O silêncio se prolongou. Eles escutavam as vozes no silêncio, viam as falas estampadas nos olhos, sentiam o coração disparar e as mãos suarem, mas nada diziam. Não conseguiam. O sentimento impossibilitou-os com o sentido da fala. Eles não falavam, mas eles sabiam que o amor era forte, que o amor não tem barreiras, tem apenas uma tênue cortina que os separa; a cortina da hesitação. As bocas abriram-se, mas eles ainda não conseguiam falar, conseguiam apenas se olhar com uma camada de lágrimas nos olhos; lágrimas de emoção. A garganta estava apertada, e se tentavam falar apenas a boca se movia, mas isso era o suficiente. Suficiente para uma leitura labial e para entender que eles queriam dizer "eu te amo". O medo e a vergonha foram embora quando eles entenderam que sentiam a mesma coisa. O mesmo amor possuía-os. Com a mesma frequência, como se um rádio tivesse sido ligado e eles estivessem sintonizados. Eles sentiam a mesma conexão que pairava entre eles. Podiam passar informações só de estarem perto, como um bluetooth. Eles tinham as mesmas preocupações, na verdade, tinham apenas uma: que fossem sozinhos em seus sentimentos. Queriam estar perto todo o tempo, queriam contar sobre suas vidas, queriam chorar no ombro um do outro. Eles queriam ficar juntos, queriam ser um só. Muitas vezes se pegavam imaginando como seriam seus filhos, como seria o casamento. Mas agora eles apenas se aproximaram e juntaram seus lábios, sorrindo e se afastando apenas um pouquinho para dizer que foram feitos um para o outro.

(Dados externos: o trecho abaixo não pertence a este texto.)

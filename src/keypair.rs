use rand_core::{CryptoRng, RngCore};
use serde::{Deserialize, Serialize};

use crate::cipher::{CipherText, Share};
use crate::error::{Error, Result};
use crate::point::CurvePoint;
use crate::scalar::Scalar;

#[derive(Clone, Serialize, Deserialize)]
pub struct Keypair {
    secret: SecretKey,
    public: PublicKey,
}

impl Keypair {
    /// Creates a fresh public and private key.
    pub fn new<R>(rng: &mut R) -> Result<Keypair>
    where
        R: RngCore + CryptoRng,
    {
        let secret = SecretKey::generate(rng)?;
        let public = secret.public();
        Ok(Keypair { secret, public })
    }

    pub fn public(&self) -> &PublicKey {
        &self.public
    }

    pub fn secret(&self) -> &SecretKey {
        &self.secret
    }
}

#[derive(Clone, Serialize, Deserialize)]
pub struct SecretKey {
    scalar: Scalar,
}

impl SecretKey {
    /// Samples a private key `d` in `[1, n-1]`.
    pub fn generate<R>(rng: &mut R) -> Result<SecretKey>
    where
        R: RngCore + CryptoRng,
    {
        Ok(SecretKey {
            scalar: Scalar::random(rng)?,
        })
    }

    /// The associated public key `d * B`.
    pub fn public(&self) -> PublicKey {
        PublicKey {
            point: CurvePoint::base_mul(&self.scalar),
        }
    }

    /// Sums the given private keys mod `n` into the committee private key.
    pub fn aggregate(keys: &[SecretKey]) -> Result<SecretKey> {
        if keys.is_empty() {
            return Err(Error::Empty);
        }
        let scalar = keys.iter().fold(Scalar::zero(), |acc, k| acc + k.scalar);
        Ok(SecretKey { scalar })
    }

    /// Decrypts `ct` back to the plaintext point, `C - d * K`.
    pub fn decrypt(&self, ct: &CipherText) -> CurvePoint {
        CurvePoint(ct.C.0 - ct.K.0 * self.scalar.0)
    }

    /// Computes this member's share re-targeting a ciphertext with left point
    /// `rB` to the requester key `target`.
    ///
    /// The returned nonce exists only to feed `Share::prove` and must be
    /// dropped afterwards, never stored or transmitted.
    pub fn share<R>(
        &self,
        rng: &mut R,
        target: &PublicKey,
        rB: &CurvePoint,
    ) -> Result<(Share, Scalar)>
    where
        R: RngCore + CryptoRng,
    {
        let ri = Scalar::random(rng)?;
        let share = self.share_with_nonce(&ri, target, rB);
        Ok((share, ri))
    }

    // share.K = ri*B, share.C = ri*Q - ki*rB
    pub(crate) fn share_with_nonce(
        &self,
        ri: &Scalar,
        target: &PublicKey,
        rB: &CurvePoint,
    ) -> Share {
        Share {
            K: CurvePoint::base_mul(ri),
            C: CurvePoint(target.point.0 * ri.0 - rB.0 * self.scalar.0),
        }
    }

    pub(crate) fn scalar(&self) -> &Scalar {
        &self.scalar
    }
}

impl From<Scalar> for SecretKey {
    fn from(scalar: Scalar) -> SecretKey {
        SecretKey { scalar }
    }
}

#[derive(Clone, Debug, PartialEq, Eq, Serialize, Deserialize)]
pub struct PublicKey {
    point: CurvePoint,
}

impl PublicKey {
    /// Sums the given public keys into the committee public key.
    pub fn aggregate(keys: &[PublicKey]) -> Result<PublicKey> {
        if keys.is_empty() {
            return Err(Error::Empty);
        }
        let point = keys
            .iter()
            .fold(CurvePoint::identity(), |acc, k| acc + k.point);
        Ok(PublicKey { point })
    }

    /// ElGamal point encryption: `(K = r*B, C = r*P + D)` for a fresh nonce `r`.
    pub fn encrypt<R>(&self, rng: &mut R, plain: &CurvePoint) -> Result<CipherText>
    where
        R: RngCore + CryptoRng,
    {
        let r = Scalar::random(rng)?;
        Ok(CipherText {
            K: CurvePoint::base_mul(&r),
            C: CurvePoint(self.point.0 * r.0 + plain.0),
        })
    }

    pub fn as_point(&self) -> &CurvePoint {
        &self.point
    }
}
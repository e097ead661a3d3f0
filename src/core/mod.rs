//! Core application functionality
//!
//! This module contains the core application logic, including:
//! - CLI parsing and validation
//! - User settings and their resolution against CLI arguments
//! - Error types shared by every stage
//! - The runner driving generation and packaging

pub mod cli;
pub mod config_file;
pub mod errors;
pub mod platform;
pub mod runner;
pub mod settings;

// Re-export commonly used items
pub use cli::CliArgs;
pub use config_file::ConfigFile;
pub use errors::{ErrorKind, Result, TofuError};
pub use runner::{generate, run_app};
pub use settings::GeneratorSettings;
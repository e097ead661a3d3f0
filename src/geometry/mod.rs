//! Geometric Primitives and Operations

pub mod layout;
pub mod primitives;

// Re-export commonly used items
pub use layout::{position, DigitLayout, GridShape, CANVAS_SIZE};
pub use primitives::{HexDigit, ShapePrimitive};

Aquilo passou como um filme na cabeça dela. Aquele primeiro beijo, o que sentiu quando os lábios dele pousaram nos seus, aquela insegurança. E agora estava na frente do espelho, vendo a mulher refletida nele e não conseguindo acreditar que é ela. É impossível, ela pensava. A felicidade a tornava mais radiante e o amor a tornava mais incrível, mais real.
Ela foi chamada por uma voz masculina que já era conhecida em sua vida, pela voz de seu pai. Subiram uma escada e depois pararam, esperando. Ela escutou a música e percebeu que era a sua vez. Só conseguiu olhar para ele, só existia ele. E então a garganta apertou novamente e ela não conseguiu mais falar, apenas olhou para o homem que estava à sua frente e selou seu compromisso para a vida toda juntando seus lábios e sorrindo entre o beijo, porque a felicidade seria deles e ela queria que ela fosse assinada agora, uma assinatura com batom e muito amor.